Ok, I have to admit, that is by and far the most compelling difference between
art and programming that I've ever heard.

------
balding_n_tired
Curious that Maciej should cite John Ruskin, who could be utterly dogmatic.
Henry James, Italian Hours, writes

I had really been enjoying the good old city of Florence, but I now learned
from Mr. Ruskin that this was a scandalous waste of charity. I should have
gone about with an imprecation on my lips, I should have worn a face three
yards long. I had taken great pleasure in certain frescoes by Ghirlandaio in
the choir of that very church; but it appeared from one of the little books
that these frescoes were as naught.
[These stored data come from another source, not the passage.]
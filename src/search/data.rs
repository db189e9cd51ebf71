// Copyright 2017-2019 Sean Gillespie.
//
// Licensed under the Apache License, Version 2.0 <LICENSE-APACHE or
// http://www.apache.org/licenses/LICENSE-2.0> or the MIT license
// <LICENSE-MIT or http://opensource.org/licenses/MIT>, at your
// option. This file may not be copied, modified, or distributed
// except according to those terms.
use std::io::{self, Write};
use std::sync::Mutex;

use csv::Writer;

use crate::position::Position;

/// Statistics gathered over a single search.
#[derive(Clone, Debug, Default, PartialEq, Serialize, Deserialize)]
pub struct Record {
    pub fen: String,
    pub depth: u32,
    pub nodes: u64,
    pub leaves: u64,
    pub mates: u64,
}

pub trait DataRecorder {
    fn record(&self, pos: &Position, rec: &Record) -> io::Result<()>;
}

pub struct NullDataRecorder;
impl DataRecorder for NullDataRecorder {
    fn record(&self, _pos: &Position, _rec: &Record) -> io::Result<()> {
        Ok(())
    }
}

/// Writes one CSV row per search.
pub struct CsvDataRecorder<W: Write> {
    writer: Mutex<Writer<W>>,
}

impl<W: Write> CsvDataRecorder<W> {
    pub fn new(writer: W) -> CsvDataRecorder<W> {
        CsvDataRecorder {
            writer: Mutex::new(Writer::from_writer(writer)),
        }
    }

    /// Flushes and hands back the underlying writer.
    pub fn into_inner(self) -> io::Result<W> {
        let writer = self
            .writer
            .into_inner()
            .map_err(|_| io::Error::new(io::ErrorKind::Other, "csv writer lock poisoned"))?;
        writer
            .into_inner()
            .map_err(|err| io::Error::new(err.error().kind(), err.error().to_string()))
    }
}

impl<W: Write> DataRecorder for CsvDataRecorder<W> {
    fn record(&self, pos: &Position, rec: &Record) -> io::Result<()> {
        let mut copy = rec.clone();
        copy.fen = pos.as_fen();
        let mut writer = self
            .writer
            .lock()
            .map_err(|_| io::Error::new(io::ErrorKind::Other, "csv writer lock poisoned"))?;
        writer.serialize(&copy)?;
        writer.flush()
    }
}
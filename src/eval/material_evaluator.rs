// Copyright 2017-2019 Sean Gillespie.
//
// Licensed under the Apache License, Version 2.0 <LICENSE-APACHE or
// http://www.apache.org/licenses/LICENSE-2.0> or the MIT license
// <LICENSE-MIT or http://opensource.org/licenses/MIT>, at your
// option. This file may not be copied, modified, or distributed
// except according to those terms.
use crate::eval::{BoardEvaluator, Score};
use crate::position::{InvariantViolation, Position};
use crate::types::{Color, Piece, PieceKind, Square};

const QUEEN_WEIGHT: f32 = 9f32;
const ROOK_WEIGHT: f32 = 5f32;
const BISHOP_WEIGHT: f32 = 3f32;
const KNIGHT_WEIGHT: f32 = 3f32;
const PAWN_WEIGHT: f32 = 1f32;

const KING_EXPOSED_PENALTY: f32 = -0.2;
const CENTER_BONUS: f32 = 0.2;
const NEAR_CENTER_BONUS: f32 = 0.1;

/// Central occupation only counts for this many full moves.
const OPENING_MOVES: u32 = 10;

/// Scores a position by material, plus a small bonus for keeping the king out of the middle of
/// the board and for occupying the center early on.
pub struct MaterialEvaluator;

impl MaterialEvaluator {
    pub fn new() -> MaterialEvaluator {
        MaterialEvaluator
    }
}

impl Default for MaterialEvaluator {
    fn default() -> MaterialEvaluator {
        MaterialEvaluator
    }
}

impl BoardEvaluator for MaterialEvaluator {
    fn evaluate(&self, pos: &Position, perspective: Color) -> Result<Score, InvariantViolation> {
        // Check out mobility first - it's possible that the side to move has been checkmated.
        // Stalemates fall through and are scored like any other position.
        let side = pos.side_to_move();
        if !pos.has_legal_move()? && pos.is_check(side)? {
            if side == perspective {
                return Ok(Score::Loss);
            }

            return Ok(Score::Win);
        }

        let ours = points(pos, perspective);
        let theirs = points(pos, perspective.toggle());
        Ok(Score::Evaluated(ours - theirs))
    }
}

fn weight(kind: PieceKind) -> f32 {
    match kind {
        PieceKind::King => 0f32,
        PieceKind::Queen => QUEEN_WEIGHT,
        PieceKind::Rook => ROOK_WEIGHT,
        PieceKind::Bishop => BISHOP_WEIGHT,
        PieceKind::Knight => KNIGHT_WEIGHT,
        PieceKind::Pawn => PAWN_WEIGHT,
    }
}

fn points(pos: &Position, color: Color) -> f32 {
    let in_opening = pos.fullmove_clock() <= OPENING_MOVES;
    pos.pieces(color)
        .map(|(sq, piece)| weight(piece.kind) + positional_bonus(sq, piece, in_opening))
        .sum()
}

fn within(sq: Square, low: i32, high: i32) -> bool {
    let in_band = |c: i32| c >= low && c <= high;
    in_band(sq.file()) && in_band(sq.rank())
}

fn positional_bonus(sq: Square, piece: Piece, in_opening: bool) -> f32 {
    if piece.kind == PieceKind::King {
        if within(sq, 2, 7) {
            return KING_EXPOSED_PENALTY;
        }

        return 0f32;
    }

    if in_opening {
        if within(sq, 4, 5) {
            return CENTER_BONUS;
        }

        if within(sq, 3, 6) {
            return NEAR_CENTER_BONUS;
        }
    }

    0f32
}

#[cfg(test)]
mod tests {
    use super::MaterialEvaluator;
    use crate::eval::{BoardEvaluator, Score};
    use crate::position::Position;
    use crate::types::{Color, Square};

    fn evaluated(score: Score) -> f32 {
        match score {
            Score::Evaluated(value) => value,
            other => panic!("expected an evaluated score, got {:?}", other),
        }
    }

    fn assert_close(expected: f32, actual: f32) {
        assert!(
            (expected - actual).abs() < 1e-4,
            "expected {}, got {}",
            expected,
            actual
        );
    }

    #[test]
    fn start_position_is_even() {
        let pos = Position::from_start_position();
        let eval = MaterialEvaluator::new();
        assert_close(0.0, evaluated(eval.evaluate(&pos, Color::White).unwrap()));
        assert_close(0.0, evaluated(eval.evaluate(&pos, Color::Black).unwrap()));
    }

    #[test]
    fn center_pawn_bonus() {
        let pos = Position::from_start_position()
            .play(Square::E2, Square::E4, None)
            .unwrap();
        let eval = MaterialEvaluator::new();
        assert_close(0.2, evaluated(eval.evaluate(&pos, Color::White).unwrap()));
        assert_close(-0.2, evaluated(eval.evaluate(&pos, Color::Black).unwrap()));

        let pos = pos.play(Square::C7, Square::C6, None).unwrap();
        // c6 is near the center, e4 is in it
        assert_close(-0.1, evaluated(eval.evaluate(&pos, Color::Black).unwrap()));
    }

    #[test]
    fn center_bonus_ends_after_opening() {
        let pos = Position::from_fen("4k3/8/8/8/3Q4/8/8/4K3 w - - 0 11").unwrap();
        let eval = MaterialEvaluator::new();
        assert_close(9.0, evaluated(eval.evaluate(&pos, Color::White).unwrap()));

        let pos = Position::from_fen("4k3/8/8/8/3Q4/8/8/4K3 w - - 0 10").unwrap();
        assert_close(9.2, evaluated(eval.evaluate(&pos, Color::White).unwrap()));
    }

    #[test]
    fn exposed_king_penalty() {
        let pos = Position::from_fen("4k3/8/8/8/8/8/4K3/8 w - - 0 30").unwrap();
        let eval = MaterialEvaluator::new();
        assert_close(-0.2, evaluated(eval.evaluate(&pos, Color::White).unwrap()));
    }

    #[test]
    fn material_counts() {
        let pos = Position::from_fen("rn2k3/8/8/8/8/8/8/1B2K2Q w - - 0 40").unwrap();
        let eval = MaterialEvaluator::new();
        // 3 + 9 against 5 + 3
        assert_close(4.0, evaluated(eval.evaluate(&pos, Color::White).unwrap()));
    }

    #[test]
    fn checkmate_is_infinite() {
        // fool's mate, white to move and mated
        let pos =
            Position::from_fen("rnb1kbnr/pppp1ppp/8/4p3/6Pq/5P2/PPPPP2P/RNBQKBNR w KQkq - 1 3")
                .unwrap();
        let eval = MaterialEvaluator::new();
        assert_eq!(Score::Loss, eval.evaluate(&pos, Color::White).unwrap());
        assert_eq!(Score::Win, eval.evaluate(&pos, Color::Black).unwrap());
    }

    #[test]
    fn stalemate_scores_material() {
        let pos = Position::from_fen("7k/5Q2/6K1/8/8/8/8/8 b - - 0 40").unwrap();
        let eval = MaterialEvaluator::new();
        // the white king on g6 gives back a little
        assert_close(-8.8, evaluated(eval.evaluate(&pos, Color::Black).unwrap()));
    }
}
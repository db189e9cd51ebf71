// Copyright 2017-2019 Sean Gillespie.
//
// Licensed under the Apache License, Version 2.0 <LICENSE-APACHE or
// http://www.apache.org/licenses/LICENSE-2.0> or the MIT license
// <LICENSE-MIT or http://opensource.org/licenses/MIT>, at your
// option. This file may not be copied, modified, or distributed
// except according to those terms.

#[macro_use]
extern crate clap;

use std::fs::File;
use std::process;
use std::time::Instant;

use artemis::eval::MaterialEvaluator;
use artemis::notation::parse_move;
use artemis::search::{
    AlphaBetaSearcher, CsvDataRecorder, DataRecorder, MinimaxSearcher, NullDataRecorder, Searcher,
};
use artemis::{perft, Game, Position, RulesConfig};
use clap::{App, AppSettings, Arg, ArgMatches, SubCommand};

fn fen_arg() -> Arg<'static, 'static> {
    Arg::with_name("FEN")
        .help("FEN string for a board position")
        .required(true)
        .index(1)
}

fn depth_arg() -> Arg<'static, 'static> {
    Arg::with_name("depth")
        .help("Depth of move tree to search")
        .value_name("DEPTH")
        .short("d")
        .long("depth")
        .takes_value(true)
        .required(true)
}

fn main() {
    env_logger::init();
    let matches = App::new(crate_name!())
        .version(crate_version!())
        .author(crate_authors!())
        .about(crate_description!())
        .setting(AppSettings::SubcommandRequiredElseHelp)
        .subcommand(
            SubCommand::with_name("perft")
                .about("PERFT analysis of board positions")
                .arg(fen_arg())
                .arg(depth_arg()),
        )
        .subcommand(
            SubCommand::with_name("evaluate")
                .about("Search a board position for the best move")
                .arg(fen_arg())
                .arg(depth_arg())
                .arg(
                    Arg::with_name("alpha-beta")
                        .help("Prune the search tree with alpha-beta bounds")
                        .long("alpha-beta"),
                )
                .arg(
                    Arg::with_name("record")
                        .help("Append search statistics to a CSV file")
                        .value_name("FILE")
                        .long("record")
                        .takes_value(true),
                ),
        )
        .subcommand(
            SubCommand::with_name("play")
                .about("Play a sequence of coordinate moves and report the game state")
                .arg(
                    Arg::with_name("fen")
                        .help("Starting position; defaults to the standard one")
                        .value_name("FEN")
                        .long("fen")
                        .takes_value(true),
                )
                .arg(
                    Arg::with_name("fifty")
                        .help("Plies without a pawn move or capture before the game is drawn")
                        .value_name("PLIES")
                        .long("fifty")
                        .takes_value(true),
                )
                .arg(
                    Arg::with_name("MOVES")
                        .help("Moves such as e2e4 or e7e8q")
                        .multiple(true)
                        .index(1),
                ),
        )
        .get_matches();

    match matches.subcommand() {
        ("perft", Some(matches)) => run_perft(matches),
        ("evaluate", Some(matches)) => run_evaluate(matches),
        ("play", Some(matches)) => run_play(matches),
        _ => unreachable!(),
    }
}

fn parse_fen_or_exit(fen: &str) -> Position {
    match Position::from_fen(fen) {
        Ok(pos) => pos,
        Err(err) => {
            eprintln!("invalid fen: {}", err);
            process::exit(1);
        }
    }
}

fn run_perft(matches: &ArgMatches) -> ! {
    let fen = matches.value_of("FEN").unwrap_or_default();
    let depth = value_t_or_exit!(matches, "depth", u32);
    let pos = parse_fen_or_exit(fen);

    println!("fen:   {}", fen);
    println!("depth: {}", depth);
    println!();
    println!("{}", pos);
    println!();
    for i in 1..=depth {
        let start = Instant::now();
        let results = match perft(&pos, i) {
            Ok(results) => results,
            Err(err) => {
                eprintln!("can't run perft: {}", err);
                process::exit(1);
            }
        };
        let ms = start.elapsed().as_millis();
        println!("perft({}) = {} ({} ms)", i, results, ms);
    }

    process::exit(0);
}

fn run_evaluate(matches: &ArgMatches) -> ! {
    let fen = matches.value_of("FEN").unwrap_or_default();
    let depth = value_t_or_exit!(matches, "depth", u32);
    let pos = parse_fen_or_exit(fen);

    println!("fen:   {}", fen);
    println!("depth: {}", depth);
    println!();
    println!("{}", pos);
    println!();

    let recorder: Box<dyn DataRecorder> = match matches.value_of("record") {
        Some(path) => match File::create(path) {
            Ok(file) => Box::new(CsvDataRecorder::new(file)),
            Err(err) => {
                eprintln!("can't create {}: {}", path, err);
                process::exit(1);
            }
        },
        None => Box::new(NullDataRecorder),
    };

    let mut searcher: Box<dyn Searcher> = if matches.is_present("alpha-beta") {
        Box::new(AlphaBetaSearcher::<MaterialEvaluator>::new())
    } else {
        Box::new(MinimaxSearcher::<MaterialEvaluator>::new())
    };

    let result = match searcher.search(&pos, depth, recorder.as_ref()) {
        Ok(result) => result,
        Err(err) => {
            eprintln!("search failed: {}", err);
            process::exit(1);
        }
    };

    match result.best_move {
        Some(mov) => println!("best move: {}", mov),
        None => println!("best move: (none)"),
    }
    println!("    score: {}", result.score);
    println!("    nodes: {}", result.nodes_searched);
    process::exit(0);
}

fn run_play(matches: &ArgMatches) -> ! {
    let mut config = RulesConfig::default();
    if matches.is_present("fifty") {
        config.fifty_move_threshold = value_t_or_exit!(matches, "fifty", u32);
    }

    let start = match matches.value_of("fen") {
        Some(fen) => parse_fen_or_exit(fen),
        None => Position::from_start_position(),
    };

    let mut game = match Game::from_position(start, config) {
        Ok(game) => game,
        Err(err) => {
            eprintln!("can't start a game here: {}", err);
            process::exit(1);
        }
    };

    for text in matches.values_of("MOVES").into_iter().flatten() {
        let (origin, destination, promotion) = match parse_move(text) {
            Ok(parsed) => parsed,
            Err(err) => {
                eprintln!("{}", err);
                process::exit(1);
            }
        };

        if let Err(err) = game.play(origin, destination, promotion) {
            eprintln!("{}: {}", text, err);
            process::exit(1);
        }
    }

    println!("{}", game.current());
    println!("fen:   {}", game.current().as_fen());
    println!("plies: {}", game.ply_count());
    println!("state: {:?}", game.state());
    process::exit(0);
}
I had much admired Santa Croce and had
thought the Duomo a very noble affair; but I had now the most positive
assurance I knew nothing about them. After a while, if it was only ill-humour
that was needed for doing honour to the city of the Medici, I felt that I had
risen to a proper level; only now it was Mr. Ruskin himself I had lost
patience with, not the stupid Brunelleschi, not the vulgar Ghirlandaio. Indeed
I lost patience altogether, and asked myself by what right this informal
votary of form pretended to run riot through a poor charmed flaneur's quiet
contemplations, his attachment to the noblest of pleasures, his enjoyment of
the loveliest of cities. The little books seemed invidious and insane, and it
was only when I remembered that I had been under no obligation to buy them
that I checked myself in repenting of having done so.